Ahí, en el fondo de aquel pozo se abrió la puerta al infierno. Un lugar que se adueñaba de los ecos y los embriagaba con el frío de la muerte. ¿De qué me servía pasar saliva? Todo era un viejo cuento para asustar niños, una leyenda más “sin pies ni cabeza”, y ese lugar no pasaba de ser un viejo pozo.

Tragué saliva de nuevo y seguí en línea recta. Mi corazón seguía latiendo como si hubiera corrido por más de dos horas. Mi respiración era agitada, poco a poco la fuerza de mi cuerpo se fue desvaneciendo.

No sé exactamente qué sucedió. Desperté y como era mi costumbre, revisé el reloj: marcaba las tres de la madrugada en punto. Me tallé los ojos, no lo podía creer. Si tan sólo unos minutos antes eran las tres cincuenta y cuatro.

Observé mi alrededor, no era mi casa. Se trataba de ese viejo sendero. Para cualquier dirección en la que mirara, me topaba con ramas de árboles y pasto. Traté de levantarme, noté que me dolía la cabeza, llevé una de mis manos a la nuca y me percaté de una humedad entre mis dedos: sangre.

Cada vez estaba más confundida. Desde ese día se convirtió en la vereda del diablo. Ahí, las mujeres jóvenes encontraban su perdición, eran seducidas por un guapo caballero enviado por el maligno.
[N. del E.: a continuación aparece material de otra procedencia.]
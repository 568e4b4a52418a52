use std::fmt::Debug;
use std::sync::Arc;

use async_trait::async_trait;
use dao::pass::{PassDirectionEntity, PassEntity};
use mockall::automock;
use uuid::Uuid;

use crate::{permission::Authentication, ServiceError};

#[derive(Clone, Copy, Debug, PartialEq, Eq)]
pub enum PassDirection {
    In,
    Out,
}

impl From<&PassDirectionEntity> for PassDirection {
    fn from(entity: &PassDirectionEntity) -> Self {
        match entity {
            PassDirectionEntity::In => Self::In,
            PassDirectionEntity::Out => Self::Out,
        }
    }
}

#[derive(Clone, Debug, PartialEq, Eq)]
pub struct Pass {
    pub id: Uuid,
    pub usercode: i64,
    pub username: Arc<str>,
    pub direction: PassDirection,
    pub date_time: time::PrimitiveDateTime,
    pub corrected: bool,
}

impl From<&PassEntity> for Pass {
    fn from(entity: &PassEntity) -> Self {
        Self {
            id: entity.id,
            usercode: entity.usercode,
            username: entity.username.clone(),
            direction: (&entity.direction).into(),
            date_time: entity.date_time,
            corrected: entity.corrected,
        }
    }
}

/// One page of swipe records, newest first.
#[derive(Clone, Debug, PartialEq)]
pub struct PassPage {
    pub items: Arc<[Pass]>,
    pub page: u32,
    pub page_size: u32,
    pub total: u64,
}

#[automock(type Context=();)]
#[async_trait]
pub trait PassService {
    type Context: Clone + Debug + PartialEq + Eq + Send + Sync + 'static;

    /// One page of swipe records. Without a filter admins get every
    /// user's records, everyone else their own; the usercode filter is
    /// an admin view.
    async fn get_pass<'a>(
        &self,
        username: Option<&'a str>,
        usercode: Option<i64>,
        page: u32,
        context: Authentication<Self::Context>,
    ) -> Result<PassPage, ServiceError>;

    /// Everyone whose latest swipe today was inbound.
    async fn get_pass_onsite(
        &self,
        context: Authentication<Self::Context>,
    ) -> Result<Arc<[Pass]>, ServiceError>;
}
use service::{permission::Authentication, ValidationFailureItem};
use time::{Date, Month, PrimitiveDateTime, Time};
use uuid::Uuid;

pub fn test_forbidden<T>(result: &Result<T, service::ServiceError>) {
    if let Err(service::ServiceError::Forbidden) = result {
        // All good
    } else {
        panic!("Expected forbidden error");
    }
}

pub fn test_user_not_found<T>(result: &Result<T, service::ServiceError>, username: &str) {
    if let Err(service::ServiceError::UserNotFound(name)) = result {
        assert_eq!(
            name.as_ref(),
            username,
            "Expected user {} not found but got {}",
            username,
            name
        );
    } else {
        panic!("Expected user {} not found error", username);
    }
}

pub fn test_not_found<T>(result: &Result<T, service::ServiceError>, target_id: &Uuid) {
    if let Err(service::ServiceError::EntityNotFound(id)) = result {
        assert_eq!(
            id, target_id,
            "Expected entity {} not found but got {}",
            target_id, id
        );
    } else {
        panic!("Expected entity {} not found error", target_id);
    }
}

pub fn test_validation_error<T>(
    result: &Result<T, service::ServiceError>,
    validation_failure: &ValidationFailureItem,
    fail_count: usize,
) {
    if let Err(service::ServiceError::ValidationError(validation_failure_items)) = result {
        if !validation_failure_items.contains(validation_failure) {
            panic!(
                "Validation failure not found: {:?} in {:?}",
                validation_failure, validation_failure_items
            );
        }
        assert_eq!(fail_count, validation_failure_items.len());
    } else {
        panic!("Expected validation error");
    }
}

pub fn generate_default_date() -> Date {
    Date::from_calendar_date(2024, Month::March, 15).unwrap()
}

pub fn generate_default_datetime() -> PrimitiveDateTime {
    PrimitiveDateTime::new(generate_default_date(), Time::from_hms(23, 42, 0).unwrap())
}

pub trait NoneTypeExt {
    fn auth(&self) -> Authentication<()>;
}
impl NoneTypeExt for () {
    fn auth(&self) -> Authentication<()> {
        Authentication::Context(())
    }
}
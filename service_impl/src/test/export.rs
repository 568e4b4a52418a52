use std::sync::Arc;

use super::error_test::*;
use service::{
    export::ExportService,
    user_info::{MockUserInfoService, UserInfo},
    work::{
        MockWorkService, Work, WorkDay, WorkDayType, WorkHour, WorkMonth, WorkSum, WorkType,
    },
};
use time::{Date, Month, PrimitiveDateTime, Time};
use uuid::uuid;
use worktime_utils::YearMonth;

use crate::export::ExportServiceImpl;

fn at(day: u8, hour: u8, minute: u8) -> PrimitiveDateTime {
    PrimitiveDateTime::new(
        Date::from_calendar_date(2024, Month::March, day).unwrap(),
        Time::from_hms(hour, minute, 0).unwrap(),
    )
}

fn hour(day: u8, hour: u8, minute: u8) -> Option<WorkHour> {
    Some(WorkHour {
        date_time: at(day, hour, minute),
        corrected: false,
    })
}

pub fn sample_month() -> WorkMonth {
    let friday = WorkDay {
        date: Date::from_calendar_date(2024, Month::March, 1).unwrap(),
        day_type: WorkDayType::Workday,
        holiday: None,
        work_start: hour(1, 8, 0),
        lunch_start: hour(1, 12, 0),
        lunch_end: hour(1, 12, 30),
        work_end: hour(1, 16, 30),
        worked_hours: Some(8.0),
        work: None,
    };
    let saturday = WorkDay {
        date: Date::from_calendar_date(2024, Month::March, 2).unwrap(),
        day_type: WorkDayType::Weekend,
        holiday: None,
        work_start: None,
        lunch_start: None,
        lunch_end: None,
        work_end: None,
        worked_hours: None,
        work: None,
    };
    let monday = WorkDay {
        date: Date::from_calendar_date(2024, Month::March, 4).unwrap(),
        day_type: WorkDayType::Workday,
        holiday: None,
        work_start: None,
        lunch_start: None,
        lunch_end: None,
        work_end: None,
        worked_hours: None,
        work: Some(Work {
            id: uuid!("35C4CE5E-E37A-4C35-9C1D-0E5B76A1A3BB"),
            username: "jdoe".into(),
            date: Date::from_calendar_date(2024, Month::March, 4).unwrap(),
            hours: Some(8.0),
            work_type: WorkType::Vacation,
            hours2: None,
            work_type2: WorkType::None,
            created: Some(generate_default_datetime()),
            deleted: None,
            version: uuid!("9E4B7A5F-5D90-4C6A-9232-33ECAE9A63F2"),
        }),
    };
    let good_friday = WorkDay {
        date: Date::from_calendar_date(2024, Month::March, 29).unwrap(),
        day_type: WorkDayType::NationalHoliday,
        holiday: Some("Good Friday".into()),
        work_start: None,
        lunch_start: None,
        lunch_end: None,
        work_end: None,
        worked_hours: None,
        work: None,
    };
    WorkMonth {
        year: 2024,
        month: 3,
        sum_work_days: 21,
        elapsed_work_days: 10,
        sum_holidays: 1,
        sum_on_site_days: 1,
        sums: Arc::from([
            WorkSum {
                work_type: WorkType::Vacation,
                hours: 8.0,
            },
            WorkSum {
                work_type: WorkType::SickLeave,
                hours: 0.0,
            },
            WorkSum {
                work_type: WorkType::BusinessTrip,
                hours: 0.0,
            },
        ]),
        work_days: Arc::from([friday, saturday, monday, good_friday]),
    }
}

fn build_service(
    fond: Option<f32>,
) -> ExportServiceImpl<MockWorkService, MockUserInfoService> {
    let mut work_service = MockWorkService::new();
    work_service
        .expect_get_work_days()
        .returning(|_, _, _| Ok(sample_month()));
    let mut user_info_service = MockUserInfoService::new();
    user_info_service.expect_get_user().returning(move |username, _| {
        Ok(UserInfo {
            username: username.into(),
            name: "John Doe".into(),
            admin: false,
            fond,
        })
    });
    ExportServiceImpl::new(work_service.into(), user_info_service.into())
}

#[tokio::test]
async fn test_export_produces_spreadsheet() {
    let service = build_service(None);
    let month = YearMonth::new(2024, 3).unwrap();
    let bytes = service
        .export_work_days(month, "jdoe", ().auth())
        .await
        .unwrap();
    // An xlsx file is a zip archive.
    assert!(bytes.len() > 4);
    assert_eq!(b"PK", &bytes[0..2]);
}

#[tokio::test]
async fn test_export_with_fond_adjustment() {
    let service = build_service(Some(0.5));
    let month = YearMonth::new(2024, 3).unwrap();
    let bytes = service
        .export_work_days(month, "jdoe", ().auth())
        .await
        .unwrap();
    assert!(!bytes.is_empty());
}

#[tokio::test]
async fn test_export_propagates_forbidden() {
    let mut work_service = MockWorkService::new();
    work_service
        .expect_get_work_days()
        .returning(|_, _, _| Err(service::ServiceError::Forbidden));
    let user_info_service = MockUserInfoService::new();
    let service = ExportServiceImpl::new(work_service.into(), user_info_service.into());
    let month = YearMonth::new(2024, 3).unwrap();
    let result = service.export_work_days(month, "asmith", ().auth()).await;
    test_forbidden(&result);
}
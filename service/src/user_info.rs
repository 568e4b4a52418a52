use std::fmt::Debug;
use std::sync::Arc;

use async_trait::async_trait;
use dao::user_info::UserEntity;
use mockall::automock;

use crate::{permission::Authentication, ServiceError};

#[derive(Clone, Debug, PartialEq)]
pub struct UserInfo {
    pub username: Arc<str>,
    pub name: Arc<str>,
    pub admin: bool,
    /// Expected-hours pro-ration fraction in `[0, 1]`, `None` means full time.
    pub fond: Option<f32>,
}

impl From<&UserEntity> for UserInfo {
    fn from(entity: &UserEntity) -> Self {
        Self {
            username: entity.username.clone(),
            name: entity.name.clone(),
            admin: entity.admin,
            fond: entity.fond,
        }
    }
}

#[automock(type Context=();)]
#[async_trait]
pub trait UserInfoService {
    type Context: Clone + Debug + PartialEq + Eq + Send + Sync + 'static;

    async fn get_user(
        &self,
        username: &str,
        context: Authentication<Self::Context>,
    ) -> Result<UserInfo, ServiceError>;

    /// Employees visible to the requester in display-name order: admins
    /// see everyone, other users only themselves.
    async fn get_work_users(
        &self,
        context: Authentication<Self::Context>,
    ) -> Result<Arc<[UserInfo]>, ServiceError>;
}
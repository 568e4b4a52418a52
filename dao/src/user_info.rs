use std::sync::Arc;

use async_trait::async_trait;
use mockall::automock;

/// Directory entry of an employee.
///
/// `fond` is the expected-hours pro-ration fraction in `[0, 1]`,
/// `None` means full time.
#[derive(Clone, Debug, PartialEq)]
pub struct UserEntity {
    pub username: Arc<str>,
    pub name: Arc<str>,
    pub admin: bool,
    pub fond: Option<f32>,
}

#[automock]
#[async_trait]
pub trait UserInfoDao {
    async fn find_by_username(
        &self,
        username: &str,
    ) -> Result<Option<UserEntity>, crate::DaoError>;
    /// All employees ordered by display name.
    async fn all(&self) -> Result<Arc<[UserEntity]>, crate::DaoError>;
}
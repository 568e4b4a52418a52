use std::{env, sync::Arc};

use async_trait::async_trait;
use service::{
    config::{Config, ConfigService},
    ServiceError,
};

pub struct ConfigServiceImpl;

#[async_trait]
impl ConfigService for ConfigServiceImpl {
    async fn get_config(&self) -> Result<Config, ServiceError> {
        let legacy_redirect = env::var("LEGACY_REDIRECT")
            .map(|value| value == "true" || value == "1")
            .unwrap_or(false);
        let api_base_url = env::var("API_BASE_URL").unwrap_or_else(|_| String::new());

        Ok(Config {
            legacy_redirect,
            api_base_url: Arc::from(api_base_url),
        })
    }
}
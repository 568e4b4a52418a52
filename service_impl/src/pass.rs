use std::sync::Arc;

use async_trait::async_trait;
use dao::pass::PassDirectionEntity;
use service::pass::{Pass, PassPage, PassService};
use service::permission::{Authentication, ADMIN_PRIVILEGE};
use service::ServiceError;

use crate::permission::check_self_or_admin;

pub const PAGE_SIZE: u32 = 50;

pub struct PassServiceImpl<PassDao, PermissionService, ClockService>
where
    PassDao: dao::pass::PassDao + Send + Sync,
    PermissionService: service::PermissionService + Send + Sync,
    ClockService: service::clock::ClockService + Send + Sync,
{
    pub pass_dao: Arc<PassDao>,
    pub permission_service: Arc<PermissionService>,
    pub clock_service: Arc<ClockService>,
}
impl<PassDao, PermissionService, ClockService>
    PassServiceImpl<PassDao, PermissionService, ClockService>
where
    PassDao: dao::pass::PassDao + Send + Sync,
    PermissionService: service::PermissionService + Send + Sync,
    ClockService: service::clock::ClockService + Send + Sync,
{
    pub fn new(
        pass_dao: Arc<PassDao>,
        permission_service: Arc<PermissionService>,
        clock_service: Arc<ClockService>,
    ) -> Self {
        Self {
            pass_dao,
            permission_service,
            clock_service,
        }
    }
}

#[async_trait]
impl<PassDao, PermissionService, ClockService> PassService
    for PassServiceImpl<PassDao, PermissionService, ClockService>
where
    PassDao: dao::pass::PassDao + Send + Sync,
    PermissionService: service::PermissionService + Send + Sync,
    ClockService: service::clock::ClockService + Send + Sync,
{
    type Context = PermissionService::Context;

    async fn get_pass<'a>(
        &self,
        username: Option<&'a str>,
        usercode: Option<i64>,
        page: u32,
        context: Authentication<Self::Context>,
    ) -> Result<PassPage, ServiceError> {
        let username: Option<Arc<str>> = match username {
            Some(username) => {
                check_self_or_admin(self.permission_service.as_ref(), username, &context).await?;
                Some(username.into())
            }
            // A usercode cannot be matched against the requester, so
            // the usercode filter exposes everyone's swipes.
            None if usercode.is_some() => {
                self.permission_service
                    .check_permission(ADMIN_PRIVILEGE, context)
                    .await?;
                None
            }
            // Admins get the unfiltered stream, everyone else falls
            // back to their own records.
            None => {
                match self
                    .permission_service
                    .check_permission(ADMIN_PRIVILEGE, context.clone())
                    .await
                {
                    Ok(()) => None,
                    Err(ServiceError::Forbidden) => Some(
                        self.permission_service
                            .current_user(context)
                            .await?
                            .ok_or(ServiceError::Forbidden)?,
                    ),
                    Err(err) => return Err(err),
                }
            }
        };

        let offset = i64::from(page) * i64::from(PAGE_SIZE);
        let total = self.pass_dao.count(username.as_deref(), usercode).await?;
        let items: Arc<[Pass]> = self
            .pass_dao
            .find(username.as_deref(), usercode, PAGE_SIZE, offset)
            .await?
            .iter()
            .map(Pass::from)
            .collect();

        Ok(PassPage {
            items,
            page,
            page_size: PAGE_SIZE,
            total,
        })
    }

    async fn get_pass_onsite(
        &self,
        context: Authentication<Self::Context>,
    ) -> Result<Arc<[Pass]>, ServiceError> {
        self.permission_service
            .check_permission(ADMIN_PRIVILEGE, context)
            .await?;

        let today = self.clock_service.date_now();
        Ok(self
            .pass_dao
            .find_latest_per_user()
            .await?
            .iter()
            .filter(|pass| {
                pass.direction == PassDirectionEntity::In && pass.date_time.date() == today
            })
            .map(Pass::from)
            .collect())
    }
}
use std::sync::Arc;

use async_trait::async_trait;
use dao::pass::{PassDao, PassDirectionEntity, PassEntity};
use dao::DaoError;
use sqlx::{query_as, query_scalar, SqlitePool};
use time::format_description::well_known::Iso8601;
use time::PrimitiveDateTime;
use uuid::Uuid;
use worktime_utils::YearMonth;

use crate::ResultDbErrorExt;

#[derive(sqlx::FromRow)]
struct PassDb {
    id: Vec<u8>,
    usercode: i64,
    username: String,
    direction: String,
    date_time: String,
    corrected: i64,
}

impl TryFrom<&PassDb> for PassEntity {
    type Error = DaoError;

    fn try_from(entity: &PassDb) -> Result<Self, Self::Error> {
        Ok(Self {
            id: Uuid::from_slice(&entity.id)?,
            usercode: entity.usercode,
            username: entity.username.as_str().into(),
            direction: match entity.direction.as_str() {
                "IN" => PassDirectionEntity::In,
                "OUT" => PassDirectionEntity::Out,
                value => return Err(DaoError::EnumValueNotFound(value.into())),
            },
            date_time: PrimitiveDateTime::parse(&entity.date_time, &Iso8601::DATE_TIME)?,
            corrected: entity.corrected != 0,
        })
    }
}

pub struct PassDaoImpl {
    pub pool: Arc<SqlitePool>,
}
impl PassDaoImpl {
    pub fn new(pool: Arc<SqlitePool>) -> Self {
        Self { pool }
    }
}

#[async_trait]
impl PassDao for PassDaoImpl {
    async fn find<'a>(
        &self,
        username: Option<&'a str>,
        usercode: Option<i64>,
        limit: u32,
        offset: i64,
    ) -> Result<Arc<[PassEntity]>, DaoError> {
        query_as::<_, PassDb>(
            r#"
            SELECT id, usercode, username, direction, date_time, corrected
            FROM pass
            WHERE (?1 IS NULL OR username = ?1) AND (?2 IS NULL OR usercode = ?2)
            ORDER BY date_time DESC
            LIMIT ?3 OFFSET ?4
            "#,
        )
        .bind(username)
        .bind(usercode)
        .bind(limit)
        .bind(offset)
        .fetch_all(self.pool.as_ref())
        .await
        .map_db_error()?
        .iter()
        .map(PassEntity::try_from)
        .collect::<Result<_, _>>()
    }

    async fn count<'a>(
        &self,
        username: Option<&'a str>,
        usercode: Option<i64>,
    ) -> Result<u64, DaoError> {
        let count: i64 = query_scalar(
            r#"
            SELECT count(*) FROM pass
            WHERE (?1 IS NULL OR username = ?1) AND (?2 IS NULL OR usercode = ?2)
            "#,
        )
        .bind(username)
        .bind(usercode)
        .fetch_one(self.pool.as_ref())
        .await
        .map_db_error()?;
        Ok(count as u64)
    }

    async fn find_by_username_and_month(
        &self,
        username: &str,
        month: YearMonth,
    ) -> Result<Arc<[PassEntity]>, DaoError> {
        query_as::<_, PassDb>(
            r#"
            SELECT id, usercode, username, direction, date_time, corrected
            FROM pass
            WHERE username = ? AND date_time LIKE ?
            ORDER BY date_time
            "#,
        )
        .bind(username)
        .bind(format!("{:04}-{:02}-%", month.year(), month.month_number()))
        .fetch_all(self.pool.as_ref())
        .await
        .map_db_error()?
        .iter()
        .map(PassEntity::try_from)
        .collect::<Result<_, _>>()
    }

    async fn find_latest_per_user(&self) -> Result<Arc<[PassEntity]>, DaoError> {
        query_as::<_, PassDb>(
            r#"
            SELECT pass.id, pass.usercode, pass.username, pass.direction, pass.date_time, pass.corrected
            FROM pass
            INNER JOIN (
                SELECT username, max(date_time) AS latest
                FROM pass
                GROUP BY username
            ) latest ON pass.username = latest.username AND pass.date_time = latest.latest
            ORDER BY pass.username
            "#,
        )
        .fetch_all(self.pool.as_ref())
        .await
        .map_db_error()?
        .iter()
        .map(PassEntity::try_from)
        .collect::<Result<_, _>>()
    }
}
Él haría de todo para convencer a estas mujeres de quedarse, y en el pozo habría de ahogarlas para apoderarse de sus almas y entregárselas a su patrono: Lucifer.

Por fin despiertas, dormilona. ¿Eh? Reconocí en él a Ángel, un amigo mío que me gustaba demasiado. Ya me habías preocupado, con eso de que te resbalaste por ir bromeando. ¿Resbalarme? ¿No lo recuerdas? Yo, yo venía caminando sola. ¿Sola? Veníamos juntos porque según tú querías enseñarme este viejo pozo, el lugar del que te inspiraste para hacer tu novela. ¡Yo no he escrito ninguna novela! ¡Ya deja de jugar y mejor muéstrame tu cabeza! ¡Aléjate! ¡Cálmate, Martina! ¡Tú no eres Ángel! ¡Tú eres el hombre de la leyenda! ¿Cuál leyenda? ¡Espera! ¿Estás hablando de la historia del sendero?

Ese ser, disfrazado de hombre, tratará de convencerte de quedarte, de que todo está bien y cuando te des cuenta de que nada de lo que está diciendo es real, él enfurecerá y te maldecirá, ¡tienes que huir de ahí! ¡Escapa! ¡Escapa porque no habrá marcha atrás!

Forcejeo. Gotas de lluvia. Gritos. Rasguños. Tormenta avecinándose. Granizo. Una roca. Un cráneo roto. Un cuerpo cayendo por el pozo. Neblina. Viento enfurecido. Risas. Llanto. Gritos. Sangre. Almas atormentadas bailando alrededor del sendero. Y, allí, los dieciséis de cada mes, sentada sobre la gran piedra, una anciana enloquecida que pide limosna invitándote a recorrer aquel sendero mientras te narra su novela, en la que no importa si de mujer o de hombre se trata, cuando de la muerte y las maldiciones del alma se habla.